Joni Eareckson Tada has been a quadriplegic since she was injured in a diving accident in 1967. She went through a long period of depression, during which she arrived at a religious understanding which has enabled her to cope with her pain, dependency, and confinement. As founder and president of an organization called Joni and Friends, she is now active in counseling other people with serious disabilities.

No one can mistake her obvious sincerity and deep concern for the suffering of others. Her book is full of anecdotes about people she has helped through counseling. Some were suffering from severe pain and depression and seriously considering suicide; others had loved ones who were comatose or terminally ill and were considering some form of “assisted dying.”

In the opening chapters, Tada discusses the whole hotly debated issue of the so-called “right to die.” She withholds her own views until later in the book, when it becomes apparent that she takes a Christian fundamentalist approach. She quotes extensively from the New Testament and frequently refers to the Devil as the enemy of mankind who is responsible for tempting people to end their lives as a way to escape suffering.

Her whole philosophy can be summed up by these words in her final chapter: “Be patient. Don’t give up. This life’s not over yet. It will get better. One day you will enjoy the most perfect final exit.”

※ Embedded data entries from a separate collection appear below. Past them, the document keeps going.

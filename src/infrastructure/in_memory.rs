use super::locks::{LockSet, RowKey, RowLocks};
use crate::domain::charge::Charge;
use crate::domain::ids::{AllocationId, ChargeId, LeaseId, OrganizationId, PaymentId};
use crate::domain::payment::{Lease, NewAllocation, Payment, PaymentAllocation};
use crate::domain::ports::{LedgerImport, LedgerStore, LedgerTransaction};
use crate::error::{AllocationError, Result};
use async_trait::async_trait;
use chrono::Utc;
use std::collections::{BTreeMap, HashMap};
use std::sync::Arc;
use std::sync::atomic::{AtomicU64, Ordering};
use tokio::sync::RwLock;

#[derive(Default)]
struct Tables {
    leases: HashMap<LeaseId, Lease>,
    payments: HashMap<PaymentId, Payment>,
    charges: BTreeMap<ChargeId, Charge>,
    allocations: Vec<PaymentAllocation>,
}

impl Tables {
    fn check_unique(&self, allocation: &PaymentAllocation) -> Result<()> {
        for existing in &self.allocations {
            if existing.payment_id == allocation.payment_id {
                return Err(AllocationError::Conflict(format!(
                    "payment {} already has allocations",
                    allocation.payment_id
                )));
            }
            if let Some(external_id) = &allocation.external_id
                && existing.organization_id == allocation.organization_id
                && existing.external_id.as_deref() == Some(external_id.as_str())
            {
                return Err(AllocationError::Conflict(format!(
                    "external id '{external_id}' already used by payment {}",
                    existing.payment_id
                )));
            }
        }
        Ok(())
    }
}

/// A thread-safe in-memory ledger.
///
/// Tables live behind one `Arc<RwLock<..>>`; row locks come from a shared
/// [`RowLocks`] table. Transactions stage their writes privately and apply
/// them under the table write lock on commit, so a dropped transaction
/// leaves no trace. Ideal for tests and one-shot CLI runs.
#[derive(Default, Clone)]
pub struct InMemoryLedger {
    tables: Arc<RwLock<Tables>>,
    locks: Arc<RowLocks>,
    next_allocation_id: Arc<AtomicU64>,
}

impl InMemoryLedger {
    /// Creates a new, empty in-memory ledger.
    pub fn new() -> Self {
        Self::default()
    }

    /// Every committed allocation row, in insertion order.
    pub async fn all_allocations(&self) -> Vec<PaymentAllocation> {
        self.tables.read().await.allocations.clone()
    }
}

#[async_trait]
impl LedgerStore for InMemoryLedger {
    async fn begin(&self) -> Result<Box<dyn LedgerTransaction>> {
        Ok(Box::new(InMemoryTransaction {
            tables: self.tables.clone(),
            next_allocation_id: self.next_allocation_id.clone(),
            locks: LockSet::new(self.locks.clone()),
            staged_charges: BTreeMap::new(),
            staged_allocations: Vec::new(),
        }))
    }

    async fn lease_charges(&self, lease_id: LeaseId) -> Result<Vec<Charge>> {
        let tables = self.tables.read().await;
        Ok(tables
            .charges
            .values()
            .filter(|c| c.lease_id == lease_id)
            .cloned()
            .collect())
    }
}

#[async_trait]
impl LedgerImport for InMemoryLedger {
    async fn put_lease(&self, lease: Lease) -> Result<()> {
        self.tables.write().await.leases.insert(lease.id, lease);
        Ok(())
    }

    async fn put_payment(&self, payment: Payment) -> Result<()> {
        self.tables.write().await.payments.insert(payment.id, payment);
        Ok(())
    }

    async fn put_charge(&self, charge: Charge) -> Result<()> {
        self.tables.write().await.charges.insert(charge.id, charge);
        Ok(())
    }
}

pub struct InMemoryTransaction {
    tables: Arc<RwLock<Tables>>,
    next_allocation_id: Arc<AtomicU64>,
    locks: LockSet,
    staged_charges: BTreeMap<ChargeId, Charge>,
    staged_allocations: Vec<PaymentAllocation>,
}

impl InMemoryTransaction {
    fn visible_charge(&self, tables: &Tables, id: ChargeId) -> Option<Charge> {
        self.staged_charges
            .get(&id)
            .or_else(|| tables.charges.get(&id))
            .cloned()
    }
}

#[async_trait]
impl LedgerTransaction for InMemoryTransaction {
    async fn lock_payment(&mut self, payment_id: PaymentId) -> Result<Option<Payment>> {
        self.locks.lock(RowKey::Payment(payment_id)).await;
        let tables = self.tables.read().await;
        Ok(tables.payments.get(&payment_id).cloned())
    }

    async fn lease(&mut self, lease_id: LeaseId) -> Result<Option<Lease>> {
        let tables = self.tables.read().await;
        Ok(tables.leases.get(&lease_id).cloned())
    }

    async fn lock_external_id(
        &mut self,
        organization_id: OrganizationId,
        external_id: &str,
    ) -> Result<()> {
        self.locks
            .lock(RowKey::ExternalId(organization_id, external_id.to_string()))
            .await;
        Ok(())
    }

    async fn allocations_for_payment(
        &mut self,
        organization_id: OrganizationId,
        payment_id: PaymentId,
    ) -> Result<Vec<PaymentAllocation>> {
        let tables = self.tables.read().await;
        let mut rows: Vec<PaymentAllocation> = tables
            .allocations
            .iter()
            .chain(self.staged_allocations.iter())
            .filter(|a| a.organization_id == organization_id && a.payment_id == payment_id)
            .cloned()
            .collect();
        rows.sort_by_key(|a| a.allocation_order);
        Ok(rows)
    }

    async fn payment_for_external_id(
        &mut self,
        organization_id: OrganizationId,
        external_id: &str,
    ) -> Result<Option<PaymentId>> {
        let tables = self.tables.read().await;
        Ok(tables
            .allocations
            .iter()
            .chain(self.staged_allocations.iter())
            .find(|a| {
                a.organization_id == organization_id
                    && a.external_id.as_deref() == Some(external_id)
            })
            .map(|a| a.payment_id))
    }

    async fn charges(
        &mut self,
        organization_id: OrganizationId,
        ids: &[ChargeId],
    ) -> Result<Vec<Charge>> {
        let tables = self.tables.read().await;
        Ok(ids
            .iter()
            .filter_map(|id| self.visible_charge(&tables, *id))
            .filter(|c| c.organization_id == organization_id)
            .collect())
    }

    async fn lock_lease_charges(
        &mut self,
        organization_id: OrganizationId,
        lease_id: LeaseId,
    ) -> Result<Vec<Charge>> {
        let ids: Vec<ChargeId> = {
            let tables = self.tables.read().await;
            tables
                .charges
                .values()
                .filter(|c| c.lease_id == lease_id && c.organization_id == organization_id)
                .map(|c| c.id)
                .collect()
        };
        self.lock_charges(organization_id, lease_id, &ids).await
    }

    async fn lock_charges(
        &mut self,
        organization_id: OrganizationId,
        lease_id: LeaseId,
        ids: &[ChargeId],
    ) -> Result<Vec<Charge>> {
        self.locks
            .lock_all(ids.iter().map(|id| RowKey::Charge(*id)))
            .await;

        let tables = self.tables.read().await;
        let mut seen = Vec::with_capacity(ids.len());
        let mut charges = Vec::with_capacity(ids.len());
        for id in ids {
            if seen.contains(id) {
                continue;
            }
            seen.push(*id);
            if let Some(charge) = self.visible_charge(&tables, *id)
                && charge.lease_id == lease_id
                && charge.organization_id == organization_id
            {
                charges.push(charge);
            }
        }
        Ok(charges)
    }

    async fn update_charge(&mut self, charge: Charge) -> Result<()> {
        if !self.locks.holds(&RowKey::Charge(charge.id)) {
            return Err(AllocationError::Conflict(format!(
                "charge {} is not locked by this transaction",
                charge.id
            )));
        }
        self.staged_charges.insert(charge.id, charge);
        Ok(())
    }

    async fn insert_allocation(&mut self, allocation: NewAllocation) -> Result<PaymentAllocation> {
        let id = AllocationId(self.next_allocation_id.fetch_add(1, Ordering::SeqCst) + 1);
        let row = allocation.into_allocation(id, Utc::now());
        self.staged_allocations.push(row.clone());
        Ok(row)
    }

    async fn commit(self: Box<Self>) -> Result<()> {
        let mut this = *self;
        {
            let mut tables = this.tables.write().await;
            for allocation in &this.staged_allocations {
                tables.check_unique(allocation)?;
            }
            for (id, charge) in std::mem::take(&mut this.staged_charges) {
                tables.charges.insert(id, charge);
            }
            tables
                .allocations
                .extend(std::mem::take(&mut this.staged_allocations));
        }
        this.locks.release_all();
        Ok(())
    }

    async fn rollback(self: Box<Self>) -> Result<()> {
        let mut this = *self;
        this.staged_charges.clear();
        this.staged_allocations.clear();
        this.locks.release_all();
        Ok(())
    }
}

Readers who are attuned to Tada’s conservative religious views will find their beliefs supported by her arguments and examples. Others may feel the book is a one-sided approach to the growing controversy over legalizing suicide and euthanasia. Tada’s only concession to the right-to-die advocates involves the use of life-support technology. She believes there is a time when it is morally permissible to “unplug” the dying because there is a difference between helping people die and prolonging the act of dying.

Tada is the author of many best-selling inspirational books, including her autobiography JONI published in 1976. WHEN IS IT RIGHT TO DIE? contains a complimentary foreword and an afterword by the patriarchal former surgeon general, C. Everett Koop.